[EXERCISE DETAILS]: Wherever the word "Returns" appears in a line of the data, that line should be copied.
--- RECORDS TO USE Enclosed Below ---
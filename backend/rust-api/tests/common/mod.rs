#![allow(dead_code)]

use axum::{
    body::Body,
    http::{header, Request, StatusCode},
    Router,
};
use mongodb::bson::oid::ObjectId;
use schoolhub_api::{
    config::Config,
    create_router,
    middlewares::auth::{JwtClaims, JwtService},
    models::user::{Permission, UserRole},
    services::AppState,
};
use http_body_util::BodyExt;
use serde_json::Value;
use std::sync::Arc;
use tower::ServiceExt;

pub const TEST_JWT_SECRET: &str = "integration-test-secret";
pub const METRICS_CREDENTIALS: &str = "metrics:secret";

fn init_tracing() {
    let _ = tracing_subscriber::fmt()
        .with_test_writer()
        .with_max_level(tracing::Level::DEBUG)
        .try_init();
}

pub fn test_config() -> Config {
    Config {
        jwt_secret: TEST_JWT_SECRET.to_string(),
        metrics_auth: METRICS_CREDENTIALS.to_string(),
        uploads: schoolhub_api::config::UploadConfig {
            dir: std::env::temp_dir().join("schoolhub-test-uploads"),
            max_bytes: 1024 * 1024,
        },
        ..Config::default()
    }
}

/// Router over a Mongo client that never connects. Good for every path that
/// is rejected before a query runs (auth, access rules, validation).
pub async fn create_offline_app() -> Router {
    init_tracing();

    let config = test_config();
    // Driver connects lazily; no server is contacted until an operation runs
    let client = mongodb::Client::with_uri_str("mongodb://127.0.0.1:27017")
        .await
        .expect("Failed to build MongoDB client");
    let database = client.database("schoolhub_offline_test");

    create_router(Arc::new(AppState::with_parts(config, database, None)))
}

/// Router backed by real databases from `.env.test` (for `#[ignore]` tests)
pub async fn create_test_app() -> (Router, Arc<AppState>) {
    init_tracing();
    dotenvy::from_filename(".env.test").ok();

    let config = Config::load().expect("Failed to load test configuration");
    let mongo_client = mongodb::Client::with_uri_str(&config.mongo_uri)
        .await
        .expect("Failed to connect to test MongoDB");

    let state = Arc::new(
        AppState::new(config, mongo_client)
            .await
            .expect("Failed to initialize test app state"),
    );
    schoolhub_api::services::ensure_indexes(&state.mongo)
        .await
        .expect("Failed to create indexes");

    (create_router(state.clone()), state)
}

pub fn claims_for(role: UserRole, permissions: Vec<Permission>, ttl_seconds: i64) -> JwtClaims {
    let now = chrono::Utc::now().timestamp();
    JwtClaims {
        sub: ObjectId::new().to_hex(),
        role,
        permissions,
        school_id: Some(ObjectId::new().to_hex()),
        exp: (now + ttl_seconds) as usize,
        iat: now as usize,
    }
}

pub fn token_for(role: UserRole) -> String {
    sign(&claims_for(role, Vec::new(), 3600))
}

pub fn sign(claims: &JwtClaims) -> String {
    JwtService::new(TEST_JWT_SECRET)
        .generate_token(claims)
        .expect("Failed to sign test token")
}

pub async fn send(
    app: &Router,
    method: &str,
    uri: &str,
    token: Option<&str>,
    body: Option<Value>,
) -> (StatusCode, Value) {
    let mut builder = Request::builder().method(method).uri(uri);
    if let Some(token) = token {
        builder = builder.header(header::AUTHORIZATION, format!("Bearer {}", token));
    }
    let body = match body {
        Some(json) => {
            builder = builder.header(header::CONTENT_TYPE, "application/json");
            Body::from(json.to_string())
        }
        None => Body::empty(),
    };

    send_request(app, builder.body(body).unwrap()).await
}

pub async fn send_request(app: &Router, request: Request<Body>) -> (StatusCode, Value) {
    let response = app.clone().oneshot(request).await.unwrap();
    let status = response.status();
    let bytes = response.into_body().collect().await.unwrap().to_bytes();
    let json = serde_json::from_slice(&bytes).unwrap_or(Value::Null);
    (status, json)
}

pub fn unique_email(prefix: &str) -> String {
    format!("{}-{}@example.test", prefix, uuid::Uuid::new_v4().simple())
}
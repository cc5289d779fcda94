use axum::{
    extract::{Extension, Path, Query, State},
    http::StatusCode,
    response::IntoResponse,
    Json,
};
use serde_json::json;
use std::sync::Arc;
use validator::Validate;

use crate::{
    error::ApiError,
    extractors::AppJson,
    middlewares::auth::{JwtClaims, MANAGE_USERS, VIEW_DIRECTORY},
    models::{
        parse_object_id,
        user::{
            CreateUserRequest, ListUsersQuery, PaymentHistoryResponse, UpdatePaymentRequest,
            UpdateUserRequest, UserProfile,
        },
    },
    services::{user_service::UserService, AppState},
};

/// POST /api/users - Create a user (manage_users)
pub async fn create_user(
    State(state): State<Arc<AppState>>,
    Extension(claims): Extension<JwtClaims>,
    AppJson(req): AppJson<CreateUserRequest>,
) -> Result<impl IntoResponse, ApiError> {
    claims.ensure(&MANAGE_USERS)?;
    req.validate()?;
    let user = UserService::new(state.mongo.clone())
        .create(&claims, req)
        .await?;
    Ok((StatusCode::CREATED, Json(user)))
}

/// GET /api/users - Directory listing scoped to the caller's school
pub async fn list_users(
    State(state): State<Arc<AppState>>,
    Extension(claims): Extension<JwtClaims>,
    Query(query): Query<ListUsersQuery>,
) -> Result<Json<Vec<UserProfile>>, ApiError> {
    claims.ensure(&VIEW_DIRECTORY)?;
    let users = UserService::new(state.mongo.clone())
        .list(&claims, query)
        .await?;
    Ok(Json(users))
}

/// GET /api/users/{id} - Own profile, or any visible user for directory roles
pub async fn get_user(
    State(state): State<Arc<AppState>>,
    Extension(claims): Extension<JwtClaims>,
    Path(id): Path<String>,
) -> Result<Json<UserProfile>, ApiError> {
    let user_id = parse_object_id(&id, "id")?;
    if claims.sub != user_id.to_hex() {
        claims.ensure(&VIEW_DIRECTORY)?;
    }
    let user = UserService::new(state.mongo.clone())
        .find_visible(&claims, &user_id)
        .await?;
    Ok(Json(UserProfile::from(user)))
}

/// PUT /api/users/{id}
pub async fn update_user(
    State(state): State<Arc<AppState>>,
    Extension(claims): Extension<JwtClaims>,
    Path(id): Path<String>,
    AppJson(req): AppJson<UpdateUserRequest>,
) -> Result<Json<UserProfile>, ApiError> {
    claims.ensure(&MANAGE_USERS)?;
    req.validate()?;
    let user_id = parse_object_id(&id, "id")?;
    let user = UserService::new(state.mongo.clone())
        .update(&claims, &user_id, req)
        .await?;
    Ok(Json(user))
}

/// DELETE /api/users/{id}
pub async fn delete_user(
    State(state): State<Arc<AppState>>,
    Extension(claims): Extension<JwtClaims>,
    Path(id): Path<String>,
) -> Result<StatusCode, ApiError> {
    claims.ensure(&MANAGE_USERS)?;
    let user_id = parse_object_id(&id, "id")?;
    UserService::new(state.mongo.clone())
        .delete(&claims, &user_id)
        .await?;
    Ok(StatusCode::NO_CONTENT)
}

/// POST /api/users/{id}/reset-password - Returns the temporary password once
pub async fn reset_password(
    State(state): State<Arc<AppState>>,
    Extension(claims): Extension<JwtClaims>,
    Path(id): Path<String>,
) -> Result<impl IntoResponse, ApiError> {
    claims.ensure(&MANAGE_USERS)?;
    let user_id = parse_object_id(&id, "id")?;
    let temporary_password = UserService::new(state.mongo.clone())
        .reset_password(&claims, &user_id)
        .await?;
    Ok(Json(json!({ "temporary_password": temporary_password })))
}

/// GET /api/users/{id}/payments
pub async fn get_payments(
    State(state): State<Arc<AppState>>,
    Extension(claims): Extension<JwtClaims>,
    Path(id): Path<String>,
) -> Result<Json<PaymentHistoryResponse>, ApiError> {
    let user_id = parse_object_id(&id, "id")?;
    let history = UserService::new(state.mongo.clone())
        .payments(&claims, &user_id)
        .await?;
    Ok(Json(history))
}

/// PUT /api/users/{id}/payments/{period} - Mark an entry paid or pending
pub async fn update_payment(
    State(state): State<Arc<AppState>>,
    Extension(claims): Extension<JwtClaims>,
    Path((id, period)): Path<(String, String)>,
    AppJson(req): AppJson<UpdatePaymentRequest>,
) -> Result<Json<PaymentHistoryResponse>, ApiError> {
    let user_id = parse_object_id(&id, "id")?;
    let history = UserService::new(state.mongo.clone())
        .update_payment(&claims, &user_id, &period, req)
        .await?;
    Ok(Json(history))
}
--- End of Enclosed RECORDS TO USE ---
--- RECORDS TO USE Enclosed Below ---
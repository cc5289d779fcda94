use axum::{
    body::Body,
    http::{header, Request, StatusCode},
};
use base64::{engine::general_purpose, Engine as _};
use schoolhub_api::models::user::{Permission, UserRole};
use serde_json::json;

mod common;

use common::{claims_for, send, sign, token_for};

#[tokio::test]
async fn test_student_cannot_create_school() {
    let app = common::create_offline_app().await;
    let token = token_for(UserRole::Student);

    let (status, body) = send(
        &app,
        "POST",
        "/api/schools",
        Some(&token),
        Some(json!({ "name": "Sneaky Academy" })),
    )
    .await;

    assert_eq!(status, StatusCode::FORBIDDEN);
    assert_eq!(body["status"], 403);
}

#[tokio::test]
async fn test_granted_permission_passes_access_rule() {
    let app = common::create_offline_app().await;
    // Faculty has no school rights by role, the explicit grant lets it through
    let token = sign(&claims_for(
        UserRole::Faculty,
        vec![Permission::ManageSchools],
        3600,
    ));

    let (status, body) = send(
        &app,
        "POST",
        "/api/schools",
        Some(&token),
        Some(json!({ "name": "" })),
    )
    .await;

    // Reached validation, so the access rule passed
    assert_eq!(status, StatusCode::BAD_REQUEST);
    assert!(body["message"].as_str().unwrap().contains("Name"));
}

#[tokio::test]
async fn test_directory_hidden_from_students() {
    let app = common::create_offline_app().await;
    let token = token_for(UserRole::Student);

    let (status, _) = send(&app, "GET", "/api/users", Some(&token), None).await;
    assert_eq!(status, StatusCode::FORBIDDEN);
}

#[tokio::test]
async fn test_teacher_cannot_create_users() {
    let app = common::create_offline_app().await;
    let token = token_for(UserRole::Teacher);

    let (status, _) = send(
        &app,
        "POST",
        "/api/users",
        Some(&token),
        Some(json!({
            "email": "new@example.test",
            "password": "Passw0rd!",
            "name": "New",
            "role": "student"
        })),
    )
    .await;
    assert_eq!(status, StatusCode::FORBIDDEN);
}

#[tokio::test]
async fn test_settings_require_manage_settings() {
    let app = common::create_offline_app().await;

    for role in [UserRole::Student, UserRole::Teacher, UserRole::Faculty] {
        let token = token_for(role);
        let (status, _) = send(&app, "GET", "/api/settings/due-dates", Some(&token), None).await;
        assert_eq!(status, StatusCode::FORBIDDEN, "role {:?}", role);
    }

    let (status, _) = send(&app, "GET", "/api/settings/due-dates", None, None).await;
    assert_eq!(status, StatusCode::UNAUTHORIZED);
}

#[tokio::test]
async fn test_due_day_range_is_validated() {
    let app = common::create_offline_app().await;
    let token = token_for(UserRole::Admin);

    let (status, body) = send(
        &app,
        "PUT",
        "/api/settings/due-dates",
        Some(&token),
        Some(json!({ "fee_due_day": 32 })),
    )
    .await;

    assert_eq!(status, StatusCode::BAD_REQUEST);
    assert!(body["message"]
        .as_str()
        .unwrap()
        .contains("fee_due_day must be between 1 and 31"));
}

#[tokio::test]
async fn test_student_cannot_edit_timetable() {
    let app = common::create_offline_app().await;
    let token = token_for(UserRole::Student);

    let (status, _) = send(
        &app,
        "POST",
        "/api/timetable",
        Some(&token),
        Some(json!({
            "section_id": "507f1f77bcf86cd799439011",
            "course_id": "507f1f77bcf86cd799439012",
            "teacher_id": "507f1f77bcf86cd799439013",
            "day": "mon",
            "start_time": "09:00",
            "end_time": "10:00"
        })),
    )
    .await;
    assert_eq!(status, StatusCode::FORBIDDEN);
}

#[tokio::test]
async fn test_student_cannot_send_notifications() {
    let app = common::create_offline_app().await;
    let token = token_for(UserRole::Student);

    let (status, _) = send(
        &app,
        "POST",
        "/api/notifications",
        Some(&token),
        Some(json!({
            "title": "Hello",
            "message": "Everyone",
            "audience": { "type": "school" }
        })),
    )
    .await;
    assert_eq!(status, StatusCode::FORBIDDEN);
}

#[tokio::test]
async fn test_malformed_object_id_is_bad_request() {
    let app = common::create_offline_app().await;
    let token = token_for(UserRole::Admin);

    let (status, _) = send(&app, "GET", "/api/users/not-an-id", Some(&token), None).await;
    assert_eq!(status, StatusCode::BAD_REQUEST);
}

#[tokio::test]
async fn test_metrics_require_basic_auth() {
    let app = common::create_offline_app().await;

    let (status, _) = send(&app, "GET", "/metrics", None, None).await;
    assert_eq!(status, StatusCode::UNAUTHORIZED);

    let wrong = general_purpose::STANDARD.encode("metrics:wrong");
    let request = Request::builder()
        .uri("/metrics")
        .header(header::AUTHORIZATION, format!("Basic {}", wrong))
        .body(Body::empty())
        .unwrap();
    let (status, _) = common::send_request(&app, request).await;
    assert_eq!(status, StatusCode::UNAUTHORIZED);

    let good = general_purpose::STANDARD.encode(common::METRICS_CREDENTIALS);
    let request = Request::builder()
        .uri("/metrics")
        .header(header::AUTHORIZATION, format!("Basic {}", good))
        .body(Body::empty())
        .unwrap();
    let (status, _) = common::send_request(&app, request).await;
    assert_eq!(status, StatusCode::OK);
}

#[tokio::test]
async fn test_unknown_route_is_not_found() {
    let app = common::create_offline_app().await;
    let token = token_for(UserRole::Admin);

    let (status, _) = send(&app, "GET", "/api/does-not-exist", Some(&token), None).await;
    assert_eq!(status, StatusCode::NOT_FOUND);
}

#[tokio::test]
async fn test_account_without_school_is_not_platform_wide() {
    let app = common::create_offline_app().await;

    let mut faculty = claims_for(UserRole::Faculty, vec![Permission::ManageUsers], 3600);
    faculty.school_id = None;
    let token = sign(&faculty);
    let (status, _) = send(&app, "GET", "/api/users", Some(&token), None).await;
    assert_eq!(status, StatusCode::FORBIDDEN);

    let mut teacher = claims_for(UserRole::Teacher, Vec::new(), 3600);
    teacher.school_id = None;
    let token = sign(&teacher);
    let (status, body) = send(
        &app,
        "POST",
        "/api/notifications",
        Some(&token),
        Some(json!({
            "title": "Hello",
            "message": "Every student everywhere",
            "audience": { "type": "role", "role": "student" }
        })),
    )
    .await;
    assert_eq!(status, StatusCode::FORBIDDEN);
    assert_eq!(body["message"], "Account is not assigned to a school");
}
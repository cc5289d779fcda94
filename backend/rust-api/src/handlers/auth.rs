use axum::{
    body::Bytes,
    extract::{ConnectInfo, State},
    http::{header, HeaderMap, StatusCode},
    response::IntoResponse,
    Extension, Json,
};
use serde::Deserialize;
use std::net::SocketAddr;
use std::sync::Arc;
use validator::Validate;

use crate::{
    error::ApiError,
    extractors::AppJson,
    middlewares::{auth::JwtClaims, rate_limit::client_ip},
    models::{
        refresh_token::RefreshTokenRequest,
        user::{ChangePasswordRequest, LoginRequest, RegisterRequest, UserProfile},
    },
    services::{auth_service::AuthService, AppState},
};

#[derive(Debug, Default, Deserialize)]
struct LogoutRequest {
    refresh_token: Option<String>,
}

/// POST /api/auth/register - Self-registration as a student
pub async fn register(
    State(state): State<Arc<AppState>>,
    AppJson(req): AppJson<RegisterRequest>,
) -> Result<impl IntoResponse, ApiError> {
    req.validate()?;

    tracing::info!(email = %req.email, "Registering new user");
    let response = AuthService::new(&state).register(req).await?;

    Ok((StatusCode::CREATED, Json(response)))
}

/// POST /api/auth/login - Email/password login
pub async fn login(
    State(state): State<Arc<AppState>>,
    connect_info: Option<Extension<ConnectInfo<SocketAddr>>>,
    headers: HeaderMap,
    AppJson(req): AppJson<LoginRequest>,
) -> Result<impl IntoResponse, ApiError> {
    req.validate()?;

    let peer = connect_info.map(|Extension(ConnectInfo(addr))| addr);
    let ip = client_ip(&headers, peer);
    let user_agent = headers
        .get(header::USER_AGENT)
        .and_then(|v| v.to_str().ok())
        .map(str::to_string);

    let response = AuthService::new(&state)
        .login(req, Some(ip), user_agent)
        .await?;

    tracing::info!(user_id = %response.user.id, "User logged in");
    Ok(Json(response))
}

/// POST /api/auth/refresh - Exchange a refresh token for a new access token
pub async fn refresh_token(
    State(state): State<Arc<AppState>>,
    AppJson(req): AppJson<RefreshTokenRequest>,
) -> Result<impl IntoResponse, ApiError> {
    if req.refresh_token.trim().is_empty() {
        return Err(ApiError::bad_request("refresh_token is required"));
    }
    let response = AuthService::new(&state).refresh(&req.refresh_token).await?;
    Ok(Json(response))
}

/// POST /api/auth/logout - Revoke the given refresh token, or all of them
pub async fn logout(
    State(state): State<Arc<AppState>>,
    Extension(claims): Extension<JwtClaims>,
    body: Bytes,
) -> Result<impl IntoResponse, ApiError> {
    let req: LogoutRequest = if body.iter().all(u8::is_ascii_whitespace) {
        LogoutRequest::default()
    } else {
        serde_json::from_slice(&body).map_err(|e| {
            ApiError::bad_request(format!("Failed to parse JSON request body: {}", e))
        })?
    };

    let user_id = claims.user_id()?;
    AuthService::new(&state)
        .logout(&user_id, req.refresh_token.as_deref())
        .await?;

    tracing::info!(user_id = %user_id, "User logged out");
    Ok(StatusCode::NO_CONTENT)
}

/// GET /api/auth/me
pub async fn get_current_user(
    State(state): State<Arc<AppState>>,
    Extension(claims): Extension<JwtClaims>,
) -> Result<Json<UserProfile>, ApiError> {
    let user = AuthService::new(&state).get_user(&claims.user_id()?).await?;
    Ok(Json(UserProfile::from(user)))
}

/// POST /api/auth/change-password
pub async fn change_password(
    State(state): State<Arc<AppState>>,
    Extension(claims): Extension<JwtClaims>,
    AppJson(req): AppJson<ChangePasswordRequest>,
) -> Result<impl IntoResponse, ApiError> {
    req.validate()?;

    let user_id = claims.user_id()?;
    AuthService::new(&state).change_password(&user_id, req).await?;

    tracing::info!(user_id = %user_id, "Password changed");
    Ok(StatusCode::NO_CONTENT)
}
--- End of Enclosed RECORDS TO USE ---
--- RECORDS TO USE Enclosed Below ---
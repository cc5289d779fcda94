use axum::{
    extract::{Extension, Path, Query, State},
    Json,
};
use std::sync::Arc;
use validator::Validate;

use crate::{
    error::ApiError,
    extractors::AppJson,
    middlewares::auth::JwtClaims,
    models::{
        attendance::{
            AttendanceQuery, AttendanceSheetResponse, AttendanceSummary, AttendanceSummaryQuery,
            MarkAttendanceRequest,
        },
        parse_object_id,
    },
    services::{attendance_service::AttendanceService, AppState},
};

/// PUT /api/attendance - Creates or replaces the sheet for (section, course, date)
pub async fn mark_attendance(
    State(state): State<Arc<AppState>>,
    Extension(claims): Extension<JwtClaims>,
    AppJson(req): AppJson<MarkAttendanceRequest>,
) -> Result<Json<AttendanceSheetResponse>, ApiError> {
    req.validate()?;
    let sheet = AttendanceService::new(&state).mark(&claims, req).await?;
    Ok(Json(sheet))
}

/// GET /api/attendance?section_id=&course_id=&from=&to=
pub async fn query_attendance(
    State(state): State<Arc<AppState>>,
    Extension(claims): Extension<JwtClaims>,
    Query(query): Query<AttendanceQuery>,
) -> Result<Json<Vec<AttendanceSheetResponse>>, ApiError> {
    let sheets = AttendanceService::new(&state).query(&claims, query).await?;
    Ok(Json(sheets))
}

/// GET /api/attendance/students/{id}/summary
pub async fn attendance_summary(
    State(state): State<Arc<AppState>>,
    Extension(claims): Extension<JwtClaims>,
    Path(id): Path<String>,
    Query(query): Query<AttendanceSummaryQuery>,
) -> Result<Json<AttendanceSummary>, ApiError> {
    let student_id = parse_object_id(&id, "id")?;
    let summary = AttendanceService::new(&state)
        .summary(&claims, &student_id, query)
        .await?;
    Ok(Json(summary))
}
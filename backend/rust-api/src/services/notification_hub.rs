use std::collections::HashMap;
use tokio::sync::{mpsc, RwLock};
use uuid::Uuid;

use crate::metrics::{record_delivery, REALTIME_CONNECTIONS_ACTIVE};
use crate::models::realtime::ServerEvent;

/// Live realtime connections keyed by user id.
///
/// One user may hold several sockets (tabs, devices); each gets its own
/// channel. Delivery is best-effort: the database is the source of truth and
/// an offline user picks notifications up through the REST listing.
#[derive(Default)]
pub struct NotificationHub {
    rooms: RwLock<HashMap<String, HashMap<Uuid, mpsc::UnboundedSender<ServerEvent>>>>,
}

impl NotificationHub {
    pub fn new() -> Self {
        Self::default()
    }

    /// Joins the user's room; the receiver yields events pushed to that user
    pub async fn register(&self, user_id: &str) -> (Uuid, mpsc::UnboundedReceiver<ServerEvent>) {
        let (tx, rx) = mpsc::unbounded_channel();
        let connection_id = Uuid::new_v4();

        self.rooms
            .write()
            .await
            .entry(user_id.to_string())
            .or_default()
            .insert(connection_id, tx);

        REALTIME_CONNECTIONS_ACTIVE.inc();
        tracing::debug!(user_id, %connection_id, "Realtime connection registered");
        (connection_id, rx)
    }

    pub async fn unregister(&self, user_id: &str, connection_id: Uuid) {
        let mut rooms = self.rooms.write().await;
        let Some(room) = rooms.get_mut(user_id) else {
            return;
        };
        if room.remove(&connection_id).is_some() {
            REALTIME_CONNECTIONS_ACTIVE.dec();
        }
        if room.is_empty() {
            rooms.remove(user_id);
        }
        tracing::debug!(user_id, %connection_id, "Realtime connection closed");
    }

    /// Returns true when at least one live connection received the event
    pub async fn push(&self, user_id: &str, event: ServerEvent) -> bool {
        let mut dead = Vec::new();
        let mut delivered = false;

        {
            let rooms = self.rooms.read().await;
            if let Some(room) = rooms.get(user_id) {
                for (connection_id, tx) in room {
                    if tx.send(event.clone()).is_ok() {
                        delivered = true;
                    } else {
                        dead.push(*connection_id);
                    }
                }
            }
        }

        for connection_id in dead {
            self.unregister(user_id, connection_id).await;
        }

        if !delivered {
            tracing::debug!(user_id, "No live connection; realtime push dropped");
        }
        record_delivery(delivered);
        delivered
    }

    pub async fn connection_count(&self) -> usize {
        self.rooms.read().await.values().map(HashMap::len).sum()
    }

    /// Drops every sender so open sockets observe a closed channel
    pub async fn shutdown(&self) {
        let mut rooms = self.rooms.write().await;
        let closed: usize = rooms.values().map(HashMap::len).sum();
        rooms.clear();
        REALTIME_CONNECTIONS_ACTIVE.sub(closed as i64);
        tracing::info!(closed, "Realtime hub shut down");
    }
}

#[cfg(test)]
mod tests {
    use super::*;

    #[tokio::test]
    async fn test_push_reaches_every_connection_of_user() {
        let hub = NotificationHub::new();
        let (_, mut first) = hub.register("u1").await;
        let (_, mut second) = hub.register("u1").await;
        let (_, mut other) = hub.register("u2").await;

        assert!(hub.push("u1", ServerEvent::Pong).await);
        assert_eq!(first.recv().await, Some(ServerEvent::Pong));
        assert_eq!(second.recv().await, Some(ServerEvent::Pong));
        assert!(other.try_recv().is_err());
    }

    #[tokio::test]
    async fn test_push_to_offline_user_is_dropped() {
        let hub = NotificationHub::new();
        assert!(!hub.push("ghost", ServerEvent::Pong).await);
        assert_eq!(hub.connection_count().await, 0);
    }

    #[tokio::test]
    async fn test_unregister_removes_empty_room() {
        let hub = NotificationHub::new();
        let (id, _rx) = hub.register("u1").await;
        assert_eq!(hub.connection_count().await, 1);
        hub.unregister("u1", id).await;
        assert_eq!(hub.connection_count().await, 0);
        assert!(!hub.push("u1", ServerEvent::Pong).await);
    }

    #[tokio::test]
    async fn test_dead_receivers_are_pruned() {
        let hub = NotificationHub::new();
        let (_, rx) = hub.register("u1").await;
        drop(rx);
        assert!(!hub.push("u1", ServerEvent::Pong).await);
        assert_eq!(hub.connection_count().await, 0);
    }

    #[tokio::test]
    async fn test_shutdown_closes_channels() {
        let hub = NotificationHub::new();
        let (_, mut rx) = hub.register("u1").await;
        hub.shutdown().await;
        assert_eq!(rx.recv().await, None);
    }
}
--- End of Enclosed RECORDS TO USE ---
[OUTPUT BELOW]:
/// POST /api/users/{id}/reset-password - Returns the temporary password once
    /// Returns true when at least one live connection received the event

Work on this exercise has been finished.